Invadido por comercios de toda clase de giros, oficinas, antros, restaurantes, gimnasios, consultorios y últimamente hasta una veterinaria y hotel para perros, el fraccionamiento La Concepción, al norte de la ciudad, se ha vuelto tierra de nadie.

El otrora asentamiento humano autorizado con uso de suelo residencial, cuenta ahora en su calle principal, de tan solo 500 metros de longitud, con un total de 10 “placitas” comerciales y padece un incremento permanente de inseguridad que ya perdieron la cuenta de los robos a casas y a vehículos perpetrados, pero no olvidan que han sido dos los baleados por malhechores.

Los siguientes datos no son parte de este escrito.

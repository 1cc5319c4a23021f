//! Final, immutable broker configuration

use super::env::{Credentials, EnvSource};
use super::options::{BrokerOptions, TransportOptions};
use super::proxy::{resolve_proxy, ResolvedProxy};
use crate::error::Result;
use crate::redact;
use crate::types::{Flavor, StringMap};
use secrecy::SecretString;
use serde_json::json;
use std::time::Duration;

/// Everything a broker needs to build its transport.
///
/// Built once at construction; a broker never changes it afterwards.
#[derive(Clone)]
pub struct ResolvedConfig {
    flavor: Flavor,
    base_url: String,
    headers: StringMap,
    proxy: ResolvedProxy,
    transport: TransportOptions,
    timeout: Duration,
    trust_env: bool,
    credentials: Credentials,
    env: EnvSource,
}

impl ResolvedConfig {
    /// Resolve options for a broker flavor
    pub fn resolve(options: &BrokerOptions, flavor: Flavor) -> Result<Self> {
        options.validate(flavor)?;

        let env = options.load_environment()?;
        let proxy = resolve_proxy(
            &options.mounts,
            options.proxy.as_deref(),
            options.load_env_vars,
            options.trust_env,
            &env,
        )?;
        proxy.validate_for(flavor)?;

        Ok(Self {
            flavor,
            base_url: options.base_url.trim_end_matches('/').to_string(),
            headers: options.headers.clone(),
            proxy,
            transport: options.transport.clone(),
            timeout: options.transport.timeout.unwrap_or(options.timeout),
            trust_env: options.trust_env,
            credentials: options.credentials.clone(),
            env,
        })
    }

    pub fn flavor(&self) -> Flavor {
        self.flavor
    }

    /// Base URL without a trailing slash
    pub fn base_url(&self) -> &str {
        &self.base_url
    }

    /// Default headers
    pub fn headers(&self) -> &StringMap {
        &self.headers
    }

    pub fn proxy(&self) -> &ResolvedProxy {
        &self.proxy
    }

    /// Client-level transport settings
    pub fn transport(&self) -> &TransportOptions {
        &self.transport
    }

    /// Effective request timeout
    pub fn timeout(&self) -> Duration {
        self.timeout
    }

    pub fn trust_env(&self) -> bool {
        self.trust_env
    }

    /// The environment snapshot used during resolution
    pub fn env(&self) -> &EnvSource {
        &self.env
    }

    /// Resolve a credential: argument, then process env, then env file
    pub fn credential(&self, name: &str) -> Option<SecretString> {
        self.credentials.resolve(name, &self.env)
    }

    /// Like [`ResolvedConfig::credential`], failing when nothing supplies it
    pub fn require_credential(&self, name: &str) -> Result<SecretString> {
        self.credentials.require(name, &self.env)
    }

    /// JSON description for diagnostics. Proxy URLs have credentials
    /// masked and secret values are never included.
    pub fn summary(&self) -> serde_json::Value {
        let mut proxy = serde_json::to_value(&self.proxy).unwrap_or_default();
        redact::scrub_proxy_urls(&mut proxy);
        let mut headers: Vec<&String> = self.headers.keys().collect();
        headers.sort();
        let mut credentials: Vec<&str> = self.credentials.names().collect();
        credentials.sort_unstable();

        json!({
            "flavor": self.flavor,
            "base_url": self.base_url,
            "proxy": proxy,
            "trust_env": self.trust_env,
            "timeout_ms": self.timeout.as_millis() as u64,
            "verify_tls": self.transport.verify_tls.unwrap_or(true),
            "default_headers": headers,
            "credentials": credentials,
            "env_file": self.env.file_path().map(|p| p.display().to_string()),
        })
    }
}

impl std::fmt::Debug for ResolvedConfig {
    fn fmt(&self, f: &mut std::fmt::Formatter<'_>) -> std::fmt::Result {
        let mut proxy = serde_json::to_value(&self.proxy).unwrap_or_default();
        redact::scrub_proxy_urls(&mut proxy);
        let mut headers: Vec<&String> = self.headers.keys().collect();
        headers.sort();

        f.debug_struct("ResolvedConfig")
            .field("flavor", &self.flavor)
            .field("base_url", &self.base_url)
            .field("headers", &headers)
            .field("proxy", &proxy)
            .field("timeout", &self.timeout)
            .field("trust_env", &self.trust_env)
            .field("credentials", &self.credentials)
            .field("env", &self.env)
            .finish()
    }
}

Este martes, encabezados por el presidente de la Asociación de Colonos, Miguel Ángel Anguiano y el asesor y representante legal de la misma, Salvador Lara, clausuraron de manera simbólica parte de los negocios que han desvirtuado la esencia del fraccionamiento.

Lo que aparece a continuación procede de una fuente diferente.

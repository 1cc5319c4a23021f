//! Async broker

use super::lifecycle::Lifecycle;
use super::shared::BrokerCore;
use super::request::{Call, PreparedRequest, RequestOptions};
use super::response::ApiResponse;
use super::transport::{apply_request, configure_client};
use crate::cassette::RecordedRequest;
use crate::config::{BrokerOptions, ResolvedConfig, TransportOptions};
use crate::error::{Error, Result};
use crate::types::{Flavor, Method};
use reqwest::Client;
use std::future::Future;
use std::pin::Pin;
use std::time::Instant;
use tracing::debug;

/// Request broker on an async HTTP session.
///
/// Calls suspend on transport I/O and during retry backoff. Per-scheme proxy
/// mounts are not available on this flavor.
#[derive(Debug)]
pub struct AsyncBroker {
    core: BrokerCore,
    session: Option<Client>,
}

impl AsyncBroker {
    /// Resolve `options` and open the session
    pub fn new(options: BrokerOptions) -> Result<Self> {
        let core = BrokerCore::new(&options, Flavor::Async)?;
        let session = build_client(&core, core.config().transport())?;
        debug!(base_url = %core.config().base_url(), "Opened async broker session");
        Ok(Self {
            core,
            session: Some(session),
        })
    }

    /// The configuration resolved at construction
    pub fn config(&self) -> &ResolvedConfig {
        self.core.config()
    }

    pub async fn get(&self, target: &str, options: RequestOptions) -> Result<ApiResponse> {
        self.request(Method::GET, target, options).await
    }

    pub async fn post(&self, target: &str, options: RequestOptions) -> Result<ApiResponse> {
        self.request(Method::POST, target, options).await
    }

    pub async fn put(&self, target: &str, options: RequestOptions) -> Result<ApiResponse> {
        self.request(Method::PUT, target, options).await
    }

    pub async fn patch(&self, target: &str, options: RequestOptions) -> Result<ApiResponse> {
        self.request(Method::PATCH, target, options).await
    }

    pub async fn delete(&self, target: &str, options: RequestOptions) -> Result<ApiResponse> {
        self.request(Method::DELETE, target, options).await
    }

    pub async fn head(&self, target: &str, options: RequestOptions) -> Result<ApiResponse> {
        self.request(Method::HEAD, target, options).await
    }

    /// Send a request with any method
    pub async fn request(
        &self,
        method: Method,
        target: &str,
        options: RequestOptions,
    ) -> Result<ApiResponse> {
        self.send(Call::new(method, target).with_options(options))
            .await
    }

    /// Send a prepared call, retrying transient failures under the policy in force
    pub async fn send(&self, call: Call) -> Result<ApiResponse> {
        let session = self.session.as_ref().ok_or(Error::Closed)?;
        let prepared = self.core.prepare(call)?;

        let dedicated = match &prepared.dedicated_transport {
            Some(transport) => Some(build_client(&self.core, transport)?),
            None => None,
        };
        let client = dedicated.as_ref().unwrap_or(session);

        let policy = self.core.retry_policy(&prepared);
        let mut attempt = 0;
        loop {
            attempt += 1;
            let error = match self.attempt(client, &prepared, attempt).await {
                Ok(response) => return Ok(response),
                Err(error) => error,
            };

            match policy.should_retry(&error, attempt) {
                Some(delay) => {
                    self.core
                        .log_retry(prepared.method, &prepared.url, &error, attempt, delay);
                    tokio::time::sleep(delay).await;
                }
                None => {
                    self.core
                        .log_failure(prepared.method, &prepared.url, &error, attempt);
                    return Err(error);
                }
            }
        }
    }

    /// Run `f` with this broker, then close it.
    ///
    /// ```rust,ignore
    /// let status = broker
    ///     .scope(|b| Box::pin(async move { b.get("/ping", RequestOptions::new()).await }))
    ///     .await?;
    /// ```
    pub async fn scope<T, F>(mut self, f: F) -> T
    where
        F: for<'a> FnOnce(&'a Self) -> Pin<Box<dyn Future<Output = T> + 'a>>,
    {
        let out = f(&self).await;
        self.close();
        out
    }

    async fn attempt(
        &self,
        client: &Client,
        prepared: &PreparedRequest,
        attempt: u32,
    ) -> Result<ApiResponse> {
        let request = apply_request(
            client.request(prepared.method.into(), &prepared.url),
            prepared,
        )
        .build()?;

        let recorded = self.core.recorder().map(|_| {
            RecordedRequest::capture(
                request.method(),
                request.url(),
                request.headers(),
                request.body().and_then(reqwest::Body::as_bytes),
            )
        });

        let started = Instant::now();
        let response = match client.execute(request).await {
            Ok(response) => response,
            Err(e) => {
                self.core
                    .log_attempt(prepared.method, &prepared.url, None, started.elapsed(), attempt);
                return Err(self.core.transport_error(prepared, e));
            }
        };

        let status = response.status();
        let headers = response.headers().clone();
        let url = response.url().clone();
        let body = response
            .bytes()
            .await
            .map_err(|e| self.core.transport_error(prepared, e))?;
        let response = ApiResponse::new(status, headers, url, body, started.elapsed());

        self.core.log_attempt(
            prepared.method,
            &prepared.url,
            Some(response.status()),
            response.elapsed(),
            attempt,
        );
        self.core.record(recorded, &response);

        response.error_for_status()
    }
}

impl Lifecycle for AsyncBroker {
    fn close(&mut self) {
        if self.session.take().is_some() {
            debug!(base_url = %self.core.config().base_url(), "Closed async broker session");
        }
    }

    fn is_closed(&self) -> bool {
        self.session.is_none()
    }
}

impl Drop for AsyncBroker {
    fn drop(&mut self) {
        self.close();
    }
}

fn build_client(core: &BrokerCore, transport: &TransportOptions) -> Result<Client> {
    let builder = configure_client(
        Client::builder(),
        core.config().timeout(),
        transport,
        &core.config().proxy().config,
    )?;
    Ok(builder.build()?)
}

Ahí, acusaron complicidad de la autoridad municipal al permitir que de las decenas de negocios que se contaron en un estudio de campo, solamente 14 tengan el permiso municipal correspondiente para poder funcionar y el resto, sin embargo, opera.

Nadie hace algo, sostuvo Miguel Ángel Anguiano al explicar que la situación está rebasada, pues dentro del fraccionamiento y sobre las avenidas que lo rodean -Colosio e Independencia-, hay además negocios que no cuentan con estacionamiento y los valet parking los reciben para ir a ubicarlos en las calles internas, obstruyendo incluso el paso en banquetas y cocheras de casas particulares, además de engañar a su clientela porque los autos se quedan en la calle.

De día es lo mismo, pues los negocios, oficinas, consultorios y demás no tienen cajones que son indispensables para que les entreguen el permiso de la autoridad para funcionar, así que hay robo de unidades, cristalazos y hurto de autopartes.

La presencia reciente de un hotel para perros ha alterado aun más pues hay momentos en que ladran todos los animales, la higiene se ha visto afectada por olores y ruido y el tema ha originado incluso enfrentamientos entre vecinos.

La infraestructura está deteriorada, los contenedores de basura rebasados y los servicios públicos, en su peor nivel, pero “la autoridad nada hace”, deploraron, al tiempo de subrayar que lo único que solicitan es “que se cumpla la ley; que aquellos que estén en regla permanezcan y los que no, no deben existir”.